Metro

Last shot $cores

The owner of the penthouse in the last building standing in the way of the planned Nets arena in Brooklyn accepted $1.88 million to go away, but the occupant of a much less desirable apartment scored a real slam-dunk payday — a sky-high $3 million.

Daniel Goldstein’s deal for his seventh-floor apartment not only makes way for the controversial project, but it stunned his former upstairs neighbor — who sold her penthouse for $1.12 million less nearly six years ago.

“Wow,” Holly Tingley, 40, said yesterday when told of Goldstein’s windfall for his condo at 636 Pacific St. in Prospect Heights, where he and his family were the last people remaining. “He held on a long time.

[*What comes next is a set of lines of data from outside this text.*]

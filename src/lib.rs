//! # Runman
//!
//! A terminal-based Postman collection runner. Downloads a collection
//! document from a configured URL, then offers an interactive menu to
//! list requests, run one or all of them against live servers, add new
//! requests, and save the collection back to indented JSON.
//!
//! ## Features
//! - String- and object-shaped request URLs, normalized on load
//! - Post-response assertions matched by pattern (status ok, sample args.source)
//! - Optional headers, bodies, and test scripts on added requests
//! - Collection persistence to indented JSON
//!
//! ## Architecture
//! Sequential, single-session: settings -> fetch -> menu loop. One shared
//! HTTP client, one request in flight at a time; "run all" never overlaps
//! calls.

pub mod app;
pub mod assertions;
pub mod constants;
pub mod models;
pub mod network;
pub mod settings;
pub mod storage;

// Re-export commonly used types
pub use app::App;
pub use models::{Body, Collection, Event, Header, Info, Item, Request, Response, Script, Url};
pub use settings::Settings;
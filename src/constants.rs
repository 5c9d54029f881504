//! Application constants
//!
//! Centralized location for magic strings and configuration defaults.

/// Settings file name, looked up in the working directory first
pub const CONFIG_FILE_NAME: &str = "runman.json";

/// Home-directory fallback folder for the settings file
pub const CONFIG_DIR_NAME: &str = ".runman";

/// Log file used when the settings do not name one
pub const DEFAULT_LOG_FILE: &str = "runman.log";

/// Default file name offered when saving the collection
pub const DEFAULT_SAVE_FILE: &str = "collection.json";

/// Name given to interactively added requests when none is entered
pub const DEFAULT_REQUEST_NAME: &str = "New Request";

/// Method given to interactively added requests when none is entered
pub const DEFAULT_METHOD: &str = "GET";

/// Application version
#[allow(dead_code)]
pub const APP_VERSION: &str = env!("CARGO_PKG_VERSION");
//! App layer - interactive menu loop over the four core operations
//!
//! The menu is a thin front end: list, run one-or-all, add, save. It
//! reads line-oriented input, which keeps the loop scriptable in tests.

pub mod commands;

use std::io::Write;

use anyhow::Result;
use tokio::io::{AsyncBufRead, AsyncBufReadExt};

use crate::models::Collection;

/// Interactive session state: the loaded collection and the shared client.
pub struct App {
    pub collection: Collection,
    client: reqwest::Client,
}

impl App {
    pub fn new(client: reqwest::Client, collection: Collection) -> Self {
        App { collection, client }
    }

    pub(crate) fn client(&self) -> &reqwest::Client {
        &self.client
    }

    /// Run the menu loop until the user quits or input ends.
    pub async fn run<R>(&mut self, input: R) -> Result<()>
    where
        R: AsyncBufRead + Unpin,
    {
        let mut lines = input.lines();

        loop {
            print_menu();
            let Some(line) = lines.next_line().await? else {
                break;
            };

            match line.trim().to_uppercase().as_str() {
                "1" => self.list_requests(),
                "2" => self.run_requests(&mut lines).await?,
                "3" => self.add_request(&mut lines).await?,
                "4" => self.save_to_file(&mut lines).await?,
                "Q" => break,
                _ => println!("Invalid input."),
            }
        }

        Ok(())
    }
}

fn print_menu() {
    println!();
    println!("Menu:");
    println!("1 - List requests");
    println!("2 - Run a request");
    println!("3 - Add new request");
    println!("4 - Save collection to JSON");
    println!("Q - Quit");
    prompt("Choice: ");
}

/// Print an inline prompt and flush so it appears before the read.
pub(crate) fn prompt(text: &str) {
    print!("{text}");
    let _ = std::io::stdout().flush();
}
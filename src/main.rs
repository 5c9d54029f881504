//! Runman - terminal Postman collection runner
//!
//! Thin entry point: load settings, set up file logging, download the
//! collection, then hand the session over to the interactive menu loop.

use std::ffi::OsStr;
use std::path::Path;

use tokio::io::BufReader;

use runman::app::App;
use runman::constants::DEFAULT_LOG_FILE;
use runman::network::{self, FetchError};
use runman::settings::Settings;

#[tokio::main]
async fn main() -> anyhow::Result<()> {
    // Configuration comes first; a missing settings file aborts the run
    // before any network activity.
    let settings = Settings::load()?;

    // Log to a file so the interactive surface stays clean.
    let log_path = settings
        .application
        .log_file_path
        .clone()
        .unwrap_or_else(|| DEFAULT_LOG_FILE.to_string());
    let log_path = Path::new(&log_path);
    let log_dir = log_path
        .parent()
        .filter(|p| !p.as_os_str().is_empty())
        .unwrap_or_else(|| Path::new("."));
    let log_file = log_path
        .file_name()
        .unwrap_or_else(|| OsStr::new(DEFAULT_LOG_FILE));

    let file_appender = tracing_appender::rolling::never(log_dir, log_file);
    let (non_blocking, _guard) = tracing_appender::non_blocking(file_appender);
    tracing_subscriber::fmt()
        .with_writer(non_blocking)
        .with_ansi(false)
        .init();

    println!("App: {}", settings.application.name);
    println!(
        "Default collection URL: {}",
        settings.application.default_collection_url
    );

    let client = network::create_client();

    println!("Downloading collection...");
    match network::fetch_collection(&client, &settings.application.default_collection_url).await {
        Ok(collection) => {
            println!("Success: collection received.");
            println!();
            println!("Collection: {}", collection.info.name);

            let mut app = App::new(client, collection);
            app.run(BufReader::new(tokio::io::stdin())).await?;
        }
        Err(FetchError::Empty) => {
            println!("Failed: collection response is empty!");
        }
        Err(e) => {
            tracing::error!(error = %e, "Collection download failed");
            println!("Failed to retrieve collection: {e}");
        }
    }

    Ok(())
}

“I had the penthouse apartment and he still did better,” said Tingley, a mom of two.

But Tingley isn’t jealous of Goldstein’s profit, which came after the activist agreed to collect his windfall from developer Bruce Ratner instead of taking his chances in a condemnation process.

“Good for him,” Tingley said of Goldstein, who in 2003 paid just $590,000 for the three-bedroom unit. “He did put up a fight, and it was a long time for him.”

Softening the blow to Tingley was the fact that she and husband Kevin themselves made a pretty penny. They sold their apartment to make way for the $4.9 billion Atlantic Yards project, which will include the new sports arena and 16 residential and retail towers.

The Tingleys paid $789,144 for the penthouse apartment in July 2003 — and sold it for $1.88 million 17 months later.

The Tingleys’ deal worked out to $1,097 per square foot — significantly higher than the approximately $850 per square foot that most of the 29 other condo owners in the building got.

But that was still very much less than the $2,316 per square foot Goldstein is collecting.

“I don’t regret it at all, because sometimes I think you need to let go of things,” Tingley said.

Another former Goldstein neighbor, 37-year-old lawyer Erin Coffer, said, “I don’t begrudge him.

“The price seems high but it obviously doesn’t reflect the real property value. It represents something completely different — the negotiation for [Ratner] to finally get access to that building,” said Coffer.

Her third-floor condo, which she bought for $424,866 in June 2003, was sold for $1.05 million, $822 per square foot, in November 2004.

Ratner’s camp said Goldstein had been asking for $5 million before agreeing to $3 million. He denies asking for that much, but declined to say what he did want.